The State Bank of Vietnam (SBV) has approved Saigon-Hanoi Bank (HoSE: SHB) to increase its charter capital to VND 40,658 billion through the issuance of stock dividend .
Specifically, SHB has been authorized to issue nearly 403 million shares, equivalent to a stock dividend rate of 11%. This means that shareholders owning 100 shares will receive 11 additional shares. The source of this capital is the bank’s undistributed after-tax profits, fully compliant with legal requirements, along with retained earnings from previous years, as reflected in the audited financial statements dated December 31, 2023.
Upon completion, SHB’s charter capital will rise by approximately VND 4,029 billion, from VND 36,630 billion to VND 40,658 billion, cementing its position among the top five largest private banks in Vietnam. This capital increase enhances SHB’s financial capacity, boosts competitiveness amid international economic integration, and aligns with shareholder interests.
According to the 2024 Annual General Meeting of Shareholders (AGM) resolution, SHB will distribute a total 16% dividend for 2023, comprising a 5% cash dividend (paid in August 2024) and an 11% in shares. SHB consistently prioritizes charter capital growth through stock dividend issuance at rates between 10% and 18%, thereby reinforcing its capital base. The bank’s adherence to Basel II and Basel III standards ensures compliance with capital safety and risk management regulations.
Associate Professor Dinh Trong Thinh, a banking and finance expert, emphasized that a robust financial foundation bolsters banks’ market reputation and facilitates capital mobilization from residents, businesses, and bond markets under favorable conditions.
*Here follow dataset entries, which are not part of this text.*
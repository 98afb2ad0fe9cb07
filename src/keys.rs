//! Cache key derivation.
//!
//! A blob key is `<prefix><sort type><sort order>`, a count key is `<prefix>Quantity` and a favourites id-set key
//! is `<user id>Fav`. Prefixes:
//!
//! | View | Prefix |
//! | ---- | ------ |
//! | all items | `ItemsList` |
//! | items of a category | `Category:<name>` |
//! | search results | `Search:<generation>:<term>` |
//! | favourites of a user | `<user id>` |
//! | categories | `CategoriesList` |
//!
//! Filtered prefixes carry a tag so that user controlled strings can't produce a key of another view. The suffixes
//! have a fixed shape, so two different `(view, sort)` pairs never render to the same key.
//!
//! Search results can't be patched, so they are cached within a search generation kept under
//! [`search_generation_key`]. The generation is a random number rendered as 16 hex digits; replacing it orphans
//! every search entry of the old one.

use std::fmt::Display;

use uuid::Uuid;

use crate::sort::Sort;
use crate::types::UserId;
use crate::types::View;

const ITEMS_LIST: &str = "ItemsList";
const CATEGORIES_LIST: &str = "CategoriesList";
const CATEGORY_TAG: &str = "Category:";
const SEARCH_TAG: &str = "Search:";
const QUANTITY: &str = "Quantity";
const FAVOURITES: &str = "Fav";
const SEARCH_GENERATION: &str = "SearchGeneration";

/// Generation of cached search results.
pub type SearchGeneration = u64;

/// Generation search views are keyed with when none is known. It is never issued.
pub const NO_GENERATION: SearchGeneration = 0;

#[derive(Debug, Clone, PartialEq, Eq, Hash, PartialOrd, Ord)]
pub struct CacheKey(String);

impl CacheKey {
    #[inline]
    pub fn as_str(&self) -> &str {
        &self.0
    }
}

impl Display for CacheKey {
    fn fmt(&self, f: &mut std::fmt::Formatter<'_>) -> std::fmt::Result {
        f.write_str(&self.0)
    }
}

impl AsRef<str> for CacheKey {
    fn as_ref(&self) -> &str {
        &self.0
    }
}

/// Keys of one view: a blob per sort plus the count.
#[derive(Debug, Clone, PartialEq, Eq)]
pub struct ViewKeys {
    prefix: String,
}

impl ViewKeys {
    /// `generation` only takes part in the keys of search views.
    pub fn new(view: &View, generation: SearchGeneration) -> Self {
        let prefix = match view {
            View::ItemsAll => ITEMS_LIST.to_string(),
            View::ItemsByCategory(name) => format!("{CATEGORY_TAG}{name}"),
            View::ItemsBySearch(term) => format!("{SEARCH_TAG}{generation:016x}:{term}"),
            View::Favourites(user) => user.to_string(),
            View::Categories => CATEGORIES_LIST.to_string(),
        };
        Self { prefix }
    }

    pub fn blob(&self, sort: Sort) -> CacheKey {
        CacheKey(format!(
            "{}{}{}",
            self.prefix,
            sort.sort_type.literal(),
            sort.order.literal()
        ))
    }

    pub fn count(&self) -> CacheKey {
        CacheKey(format!("{}{QUANTITY}", self.prefix))
    }
}

/// Blob key of a view. Search views need their generation, see [`ViewKeys`].
pub fn blob_key(view: &View, sort: Sort) -> CacheKey {
    ViewKeys::new(view, NO_GENERATION).blob(sort)
}

/// Count key of a view. Search views need their generation, see [`ViewKeys`].
pub fn count_key(view: &View) -> CacheKey {
    ViewKeys::new(view, NO_GENERATION).count()
}

pub fn favourites_key(user: &UserId) -> CacheKey {
    CacheKey(format!("{user}{FAVOURITES}"))
}

/// A random generation, so one issued after the current entry got lost can't bring old search entries back.
pub(crate) fn fresh_search_generation() -> SearchGeneration {
    let (high, low) = Uuid::new_v4().as_u64_pair();
    (high ^ low).max(1)
}

pub fn search_generation_key() -> CacheKey {
    CacheKey(SEARCH_GENERATION.to_string())
}

/// Sorts a view is cached under. Categories are only ever listed by name, ascending.
pub fn sorts_of(view: &View) -> &'static [Sort] {
    const NAME_ASC_ONLY: [Sort; 1] = [Sort::NAME_ASC];
    match view {
        View::Categories => &NAME_ASC_ONLY,
        _ => &Sort::ALL,
    }
}

#[cfg(test)]
mod tests {
    use std::collections::HashSet;

    use super::*;

    #[test]
    fn literal_layout() {
        let user = Uuid::nil();
        assert_eq!(blob_key(&View::ItemsAll, Sort::PRICE_ASC).as_str(), "ItemsListpriceasc");
        assert_eq!(count_key(&View::ItemsAll).as_str(), "ItemsListQuantity");
        assert_eq!(
            blob_key(&View::category("X").unwrap(), Sort::NAME_DESC).as_str(),
            "Category:Xnamedesc"
        );
        assert_eq!(
            favourites_key(&user).as_str(),
            "00000000-0000-0000-0000-000000000000Fav"
        );
        assert_eq!(
            blob_key(&View::Favourites(user), Sort::NAME_ASC).as_str(),
            "00000000-0000-0000-0000-000000000000nameasc"
        );
    }

    #[test]
    fn same_inputs_same_key() {
        let a = blob_key(&View::search("  lamp ").unwrap(), Sort::PRICE_DESC);
        let b = blob_key(&View::search("lamp").unwrap(), Sort::PRICE_DESC);
        assert_eq!(a, b);
    }

    #[test]
    fn user_strings_do_not_collide_with_other_views() {
        let views = [
            View::ItemsAll,
            View::Categories,
            View::category("ItemsList").unwrap(),
            View::search("ItemsList").unwrap(),
            View::category("lamp").unwrap(),
            View::search("lamp").unwrap(),
            View::category("Search:lamp").unwrap(),
            View::Favourites(Uuid::nil()),
        ];

        let mut seen = HashSet::new();
        for view in &views {
            for sort in Sort::ALL {
                assert!(seen.insert(blob_key(view, sort)), "duplicate key for {view} {sort}");
            }
            assert!(seen.insert(count_key(view)), "duplicate count key for {view}");
        }
        assert!(seen.insert(favourites_key(&Uuid::nil())));
        assert!(seen.insert(search_generation_key()));
    }

    #[test]
    fn search_keys_follow_the_generation() {
        let view = View::search("lamp").unwrap();
        let old = ViewKeys::new(&view, 0x2a);
        let new = ViewKeys::new(&view, 0x2b);
        assert_eq!(old.count().as_str(), "Search:000000000000002a:lampQuantity");
        assert_ne!(old.blob(Sort::NAME_ASC), new.blob(Sort::NAME_ASC));
        assert_ne!(old.count(), new.count());

        // Other views don't care.
        assert_eq!(
            ViewKeys::new(&View::ItemsAll, 0x2a),
            ViewKeys::new(&View::ItemsAll, NO_GENERATION)
        );
    }
}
Moreover, increased charter capital ensures financial stability and enables digital transformation and green finance across various economic sectors.\
SHB charter capital between 2020-2024. Unit: billion VND
As of December 31, 2024, SHB’s total assets reached VND 740 trillion, with outstanding credit balances nearing VND 523 trillion, reflecting an 18% growth. Prudential, liquidity, and risk management indicators exceeded SBV regulations, and the capital adequacy ratio (CAR) stood at 12%.
In line with its 2024-2028 strategic transformation plan, SHB is advancing innovation, applying cutting-edge technologies, and introducing customer-centric solutions. These efforts have optimized the bank’s cost-to-income ratio (CIR) to 24.68% – the lowest in the industry. With over 95% of processes digitized and 98% of transactions conducted through digital channels, SHB leads the industry in digital transformation. Technologies such as artificial intelligence (AI), big data, machine learning, cloud computing, and biometrics are integral to SHB’s operations.
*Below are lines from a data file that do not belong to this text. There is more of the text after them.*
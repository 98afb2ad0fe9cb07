//! Handler-facing facade.
//!
//! Reads go through the read-through components, mutations go to the store first and, once committed, through the
//! invalidator. A store failure aborts a mutation before the cache is touched.

use std::fmt::Display;
use std::future::Future;
use std::sync::Arc;

use fieldx_plus::child_build;
use fieldx_plus::fx_plus;
use tokio_stream::StreamExt;
use tracing::debug;
use tracing::instrument;

use crate::cache::CacheAccess;
use crate::cache::Lookup;
use crate::codec::default_records_codec;
use crate::codec::RecordsCodec;
use crate::context::RequestContext;
use crate::counter::QuantityCounter;
use crate::error::Error;
use crate::error::Result;
use crate::error::StoreError;
use crate::favourites::FavouritesIndex;
use crate::invalidator::Invalidator;
use crate::keys::fresh_search_generation;
use crate::keys::search_generation_key;
use crate::keys::SearchGeneration;
use crate::keys::ViewKeys;
use crate::keys::NO_GENERATION;
use crate::locks::KeyLocks;
use crate::page::ListQuery;
use crate::page::Listing;
use crate::settings::CacheSettings;
use crate::sort::Sort;
use crate::telemetry::Telemetry;
use crate::traits::BlobStore;
use crate::traits::CacheBackend;
use crate::traits::Store;
use crate::types::Mutation;
use crate::types::Record;
use crate::types::RecordId;
use crate::types::RecordKind;
use crate::types::UserId;
use crate::types::View;
use crate::types::NO_CATEGORY;
use crate::view::CollectionView;

/// The catalog cache. Owns the store, the cache backend and everything the components built out of it share.
///
/// ```ignore
/// let catalog = Catalog::builder()
///     .store(store)
///     .cache(cache)
///     .settings(settings)
///     .build()?;
///
/// let ctx = RequestContext::new();
/// catalog.create_item(&ctx, Record::item("Desk lamp", 25.0, "Lighting")).await?;
/// ```
#[fx_plus(
    parent,
    no_new,
    default(off),
    sync,
    builder(
        doc("Builder object of [`Catalog`].", "", "See [`Catalog::builder()`] method."),
        method_doc("Implement builder pattern for [`Catalog`]."),
    )
)]
pub struct Catalog<S, C>
where
    S: Store,
    C: CacheBackend,
{
    #[fieldx(builder(required, into), get(clone))]
    store: Arc<S>,

    #[fieldx(builder(required, into), get(clone))]
    cache: Arc<C>,

    #[fieldx(get, builder(required))]
    settings: CacheSettings,

    /// Codec of view blobs.
    #[fieldx(get(off), default(default_records_codec()))]
    codec: RecordsCodec,

    #[fieldx(lazy, get(clone), builder(off))]
    telemetry: Telemetry,

    #[fieldx(vis(pub(crate)), lazy, get(clone), builder(off))]
    access: Arc<CacheAccess<C>>,

    #[fieldx(vis(pub(crate)), lazy, get(clone), builder(off))]
    locks: Arc<KeyLocks>,
}

fn component<T, E: Display>(built: std::result::Result<T, E>) -> Result<T> {
    built.map_err(|err| Error::Internal(format!("can't set up a catalog component: {err}")))
}

// Trim names and reject the ones that end up empty. Items without a category are filed under the sentinel.
fn normalise(kind: RecordKind, mut record: Record) -> Result<Record> {
    record.name = record.name.trim().to_string();
    if record.name.is_empty() {
        return Err(Error::invalid(format!("{kind} name must not be empty")));
    }
    match kind {
        RecordKind::Item => {
            let category = record.category.take().unwrap_or_else(|| NO_CATEGORY.to_string());
            let category = category.trim();
            if category.is_empty() {
                return Err(Error::invalid("category name must not be empty"));
            }
            record.category = Some(category.to_string());
            if !record.price.is_finite() || record.price < 0.0 {
                return Err(Error::invalid(format!("bad price {}", record.price)));
            }
        }
        RecordKind::Category => {
            record.category = None;
        }
    }
    Ok(record)
}

impl<S, C> Catalog<S, C>
where
    S: Store,
    C: CacheBackend,
{
    fn build_telemetry(&self) -> Telemetry {
        Telemetry::new(self.settings().name())
    }

    fn build_access(&self) -> Arc<CacheAccess<C>> {
        debug!("[{}] cache client is ready", self.name());
        Arc::new(CacheAccess::new(
            self.cache(),
            Arc::clone(&self.codec),
            self.settings().read_deadline(),
            self.telemetry(),
        ))
    }

    fn build_locks(&self) -> Arc<KeyLocks> {
        Arc::new(KeyLocks::new(self.settings().max_locks()))
    }

    #[inline]
    pub fn name(&self) -> String {
        self.settings().name()
    }

    pub fn view(&self) -> Result<CollectionView<S, C>> {
        component(child_build!(self, CollectionView<S, C>))
    }

    pub fn counter(&self) -> Result<QuantityCounter<S, C>> {
        component(child_build!(self, QuantityCounter<S, C>))
    }

    pub fn invalidator(&self) -> Result<Invalidator<S, C>> {
        component(child_build!(self, Invalidator<S, C>))
    }

    pub fn favourites(&self) -> Result<FavouritesIndex<S, C>> {
        component(child_build!(self, FavouritesIndex<S, C>))
    }

    /// Run a store call under the request's cancellation token.
    pub(crate) async fn store_call<T, F>(&self, ctx: &RequestContext, fut: F) -> Result<T>
    where
        F: Future<Output = std::result::Result<T, StoreError>>,
    {
        Ok(ctx.run(fut).await??)
    }

    /// Drain the store stream backing `view`. The stream is dropped, and so released, on any early return.
    pub(crate) async fn drain(&self, ctx: &RequestContext, view: &View) -> Result<Vec<Record>> {
        self.telemetry().store_read();
        let mut stream = self.store_call(ctx, self.store.stream_view(view)).await?;
        let mut records = Vec::new();
        while let Some(item) = ctx.run(stream.next()).await? {
            records.push(item?);
        }
        debug!("[{}] drained {} record(s) of {view} from the store", self.name(), records.len());
        Ok(records)
    }

    pub(crate) async fn drain_sorted(&self, ctx: &RequestContext, view: &View, sort: Sort) -> Result<Vec<Record>> {
        let mut records = self.drain(ctx, view).await?;
        sort.apply(&mut records);
        Ok(records)
    }

    /// Keys `view` is cached under, or `None` when it must not be cached right now. Only search views are ever
    /// refused: their keys depend on a search generation that can't always be read.
    pub(crate) async fn view_keys(&self, ctx: &RequestContext, view: &View) -> Result<Option<ViewKeys>> {
        if !matches!(view, View::ItemsBySearch(_)) {
            return Ok(Some(ViewKeys::new(view, NO_GENERATION)));
        }
        let generation = match self.access().read_search_generation(ctx).await? {
            Lookup::Found(generation) => Some(generation),
            Lookup::Missing => self.issue_search_generation(ctx).await?,
            Lookup::Unknown => None,
        };
        if generation.is_none() {
            debug!("[{}] search generation is unknown, {view} is served uncached", self.name());
        }
        Ok(generation.map(|generation| ViewKeys::new(view, generation)))
    }

    // A generation that went missing is replaced with a fresh one, never a reused one.
    async fn issue_search_generation(&self, ctx: &RequestContext) -> Result<Option<SearchGeneration>> {
        let access = self.access();
        let _guard = ctx.run(self.locks().lock(&search_generation_key())).await?;
        // Someone may have issued it while we waited for the lock.
        match access.read_search_generation(ctx).await? {
            Lookup::Found(generation) => Ok(Some(generation)),
            Lookup::Unknown => Ok(None),
            Lookup::Missing => {
                let generation = fresh_search_generation();
                debug!("[{}] issued search generation {generation:016x}", self.name());
                Ok(access
                    .write_search_generation(ctx, generation)
                    .await?
                    .then_some(generation))
            }
        }
    }

    async fn list(&self, ctx: &RequestContext, view: &View, query: &ListQuery) -> Result<Listing> {
        let sort = query.resolve_sort();
        let total = self.counter()?.count(ctx, view).await?;
        let page = query.resolve_page(total as usize)?;
        let records = self.view()?.get(ctx, view, sort, page).await?;
        Ok(Listing { records, total })
    }

    #[instrument(level = "trace", skip(self, ctx))]
    pub async fn list_items(&self, ctx: &RequestContext, query: &ListQuery) -> Result<Listing> {
        self.list(ctx, &View::ItemsAll, query).await
    }

    #[instrument(level = "trace", skip(self, ctx))]
    pub async fn list_by_category(&self, ctx: &RequestContext, category: &str, query: &ListQuery) -> Result<Listing> {
        self.list(ctx, &View::category(category)?, query).await
    }

    #[instrument(level = "trace", skip(self, ctx))]
    pub async fn search_items(&self, ctx: &RequestContext, term: &str, query: &ListQuery) -> Result<Listing> {
        self.list(ctx, &View::search(term)?, query).await
    }

    #[instrument(level = "trace", skip(self, ctx))]
    pub async fn list_favourites(&self, ctx: &RequestContext, user: UserId, query: &ListQuery) -> Result<Listing> {
        self.list(ctx, &View::Favourites(user), query).await
    }

    /// Categories by name. The sentinel category is only listed while some item is filed under it; hiding it
    /// doesn't touch what is cached.
    #[instrument(level = "trace", skip(self, ctx))]
    pub async fn list_categories(&self, ctx: &RequestContext, query: &ListQuery) -> Result<Listing> {
        let mut records = self.view()?.get_all(ctx, &View::Categories, Sort::NAME_ASC).await?;
        let sentinel_used = self.counter()?.count(ctx, &View::category(NO_CATEGORY)?).await? > 0;
        if !sentinel_used {
            records.retain(|r| r.name != NO_CATEGORY);
        }
        let page = query.resolve_page(records.len())?;
        Ok(Listing {
            total:   records.len() as u64,
            records: page.slice(&records)?,
        })
    }

    pub async fn count(&self, ctx: &RequestContext, view: &View) -> Result<u64> {
        self.counter()?.count(ctx, view).await
    }

    pub async fn get_item(&self, ctx: &RequestContext, id: RecordId) -> Result<Record> {
        self.store_call(ctx, self.store.get(RecordKind::Item, id)).await
    }

    pub async fn get_category(&self, ctx: &RequestContext, id: RecordId) -> Result<Record> {
        self.store_call(ctx, self.store.get(RecordKind::Category, id)).await
    }

    async fn create(&self, ctx: &RequestContext, kind: RecordKind, record: Record) -> Result<Record> {
        let mut record = normalise(kind, record)?;
        record.id = self.store_call(ctx, self.store.create(kind, record.clone())).await?;
        debug!("[{}] created {kind} {} '{}'", self.name(), record.id, record.name);
        self.invalidator()?
            .on_mutation(ctx, &Mutation::created(kind, record.clone()))
            .await?;
        Ok(record)
    }

    async fn update(&self, ctx: &RequestContext, kind: RecordKind, record: Record) -> Result<Record> {
        let record = normalise(kind, record)?;
        let old = self.store_call(ctx, self.store.get(kind, record.id)).await?;
        if kind == RecordKind::Category && old.name == NO_CATEGORY && record.name != NO_CATEGORY {
            return Err(Error::invalid(format!("category '{NO_CATEGORY}' can't be renamed")));
        }
        let holders = self.holders_of(ctx, kind, record.id).await?;
        self.store_call(ctx, self.store.update(kind, record.clone())).await?;
        debug!("[{}] updated {kind} {} '{}'", self.name(), record.id, record.name);
        self.invalidator()?
            .on_mutation(ctx, &Mutation::updated(kind, old, record.clone()).with_holders(holders))
            .await?;
        Ok(record)
    }

    async fn delete(&self, ctx: &RequestContext, kind: RecordKind, id: RecordId) -> Result<()> {
        let old = self.store_call(ctx, self.store.get(kind, id)).await?;
        if kind == RecordKind::Category && old.name == NO_CATEGORY {
            return Err(Error::invalid(format!("category '{NO_CATEGORY}' can't be deleted")));
        }
        let holders = self.holders_of(ctx, kind, id).await?;
        self.store_call(ctx, self.store.delete(kind, id)).await?;
        debug!("[{}] deleted {kind} {id} '{}'", self.name(), old.name);
        self.invalidator()?
            .on_mutation(ctx, &Mutation::deleted(kind, old).with_holders(holders))
            .await
    }

    // Favourites reference items only.
    async fn holders_of(&self, ctx: &RequestContext, kind: RecordKind, id: RecordId) -> Result<Vec<UserId>> {
        match kind {
            RecordKind::Item => self.store_call(ctx, self.store.favourited_by(id)).await,
            RecordKind::Category => Ok(Vec::new()),
        }
    }

    #[instrument(level = "trace", skip(self, ctx, record), fields(name = %record.name))]
    pub async fn create_item(&self, ctx: &RequestContext, record: Record) -> Result<Record> {
        self.create(ctx, RecordKind::Item, record).await
    }

    #[instrument(level = "trace", skip(self, ctx, record), fields(id = %record.id))]
    pub async fn update_item(&self, ctx: &RequestContext, record: Record) -> Result<Record> {
        self.update(ctx, RecordKind::Item, record).await
    }

    #[instrument(level = "trace", skip(self, ctx))]
    pub async fn delete_item(&self, ctx: &RequestContext, id: RecordId) -> Result<()> {
        self.delete(ctx, RecordKind::Item, id).await
    }

    #[instrument(level = "trace", skip(self, ctx, record), fields(name = %record.name))]
    pub async fn create_category(&self, ctx: &RequestContext, record: Record) -> Result<Record> {
        self.create(ctx, RecordKind::Category, record).await
    }

    #[instrument(level = "trace", skip(self, ctx, record), fields(id = %record.id))]
    pub async fn update_category(&self, ctx: &RequestContext, record: Record) -> Result<Record> {
        self.update(ctx, RecordKind::Category, record).await
    }

    #[instrument(level = "trace", skip(self, ctx))]
    pub async fn delete_category(&self, ctx: &RequestContext, id: RecordId) -> Result<()> {
        self.delete(ctx, RecordKind::Category, id).await
    }

    pub async fn add_favourite(&self, ctx: &RequestContext, user: UserId, item: RecordId) -> Result<()> {
        self.favourites()?.add(ctx, user, item).await
    }

    pub async fn remove_favourite(&self, ctx: &RequestContext, user: UserId, item: RecordId) -> Result<()> {
        self.favourites()?.remove(ctx, user, item).await
    }

    pub async fn is_favourite(&self, ctx: &RequestContext, user: UserId, item: RecordId) -> Result<bool> {
        self.favourites()?.is_favourite(ctx, user, item).await
    }

    /// Store an image for an item and append its URL to the item's image list.
    pub async fn attach_image<B>(
        &self,
        ctx: &RequestContext,
        blobs: &B,
        item: RecordId,
        name: &str,
        bytes: &[u8],
    ) -> Result<Record>
    where
        B: BlobStore + ?Sized,
    {
        let mut record = self.store_call(ctx, self.store.get(RecordKind::Item, item)).await?;
        let url = self.store_call(ctx, blobs.put(name, bytes)).await?;
        record.images.push(url);
        self.update(ctx, RecordKind::Item, record).await
    }

    /// Drop everything cached on behalf of a user. Call it when the user goes away.
    pub async fn forget_user(&self, ctx: &RequestContext, user: UserId) -> Result<()> {
        self.invalidator()?.forget_user(ctx, user).await
    }
}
During this period, SHB is pursuing a transformative strategy focused on four pillars: reforming policies and processes, empowering personnel, following customer-centricity and market needs, and modernizing IT infrastructure. The bank is committed to its six core cultural values: “Heart- Faith – Trustworthiness – Knowledge – Wisdom – Greater Heights.”
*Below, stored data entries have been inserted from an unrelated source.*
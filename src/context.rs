//! Per-request context.

use std::future::Future;
use std::sync::Arc;
use std::time::Duration;

use tokio::sync::watch;

use crate::error::Error;
use crate::error::Result;

/// Carries the request's cancellation flag. Every suspension point of the core is raced against it.
///
/// Clones share the flag: cancelling any of them cancels the request.
#[derive(Debug, Clone)]
pub struct RequestContext {
    cancel_tx: Arc<watch::Sender<bool>>,
}

/// Outcome of an operation bounded by a soft deadline.
#[derive(Debug)]
pub enum Deadline<T> {
    Done(T),
    Expired,
}

impl Default for RequestContext {
    fn default() -> Self {
        let (cancel_tx, _) = watch::channel(false);
        Self {
            cancel_tx: Arc::new(cancel_tx),
        }
    }
}

impl RequestContext {
    pub fn new() -> Self {
        Self::default()
    }

    pub fn cancel(&self) {
        self.cancel_tx.send_replace(true);
    }

    #[inline]
    pub fn is_cancelled(&self) -> bool {
        *self.cancel_tx.borrow()
    }

    pub fn check(&self) -> Result<()> {
        if self.is_cancelled() {
            Err(Error::Cancelled)
        }
        else {
            Ok(())
        }
    }

    /// Resolves once the request is cancelled.
    pub async fn cancelled(&self) {
        let mut cancel_rx = self.cancel_tx.subscribe();
        // The sender lives as long as `self`, so the wait only ends on cancellation.
        let _ = cancel_rx.wait_for(|cancelled| *cancelled).await;
    }

    /// Run `fut` unless the request is cancelled first.
    pub async fn run<F>(&self, fut: F) -> Result<F::Output>
    where
        F: Future,
    {
        tokio::select! {
            biased;
            _ = self.cancelled() => Err(Error::Cancelled),
            out = fut => Ok(out),
        }
    }

    /// Like [`run`](Self::run), but gives up quietly once `deadline` passes. Expiry is not an error.
    pub async fn run_within<F>(&self, deadline: Duration, fut: F) -> Result<Deadline<F::Output>>
    where
        F: Future,
    {
        tokio::select! {
            biased;
            _ = self.cancelled() => Err(Error::Cancelled),
            out = tokio::time::timeout(deadline, fut) => Ok(match out {
                Ok(v) => Deadline::Done(v),
                Err(_) => Deadline::Expired,
            }),
        }
    }
}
SHB aspires to become the most efficient bank, the most popular digital bank, the premier retail bank and
the primary provider of financial services to strategic corporate customers with green supply chain, value chain and ecosystem.
Originating from its core values, SHB remains committed to supporting, creating, and promoting positive contributions to individuals, communities, and society at large, as it joins the nation in embracing a new era of progress.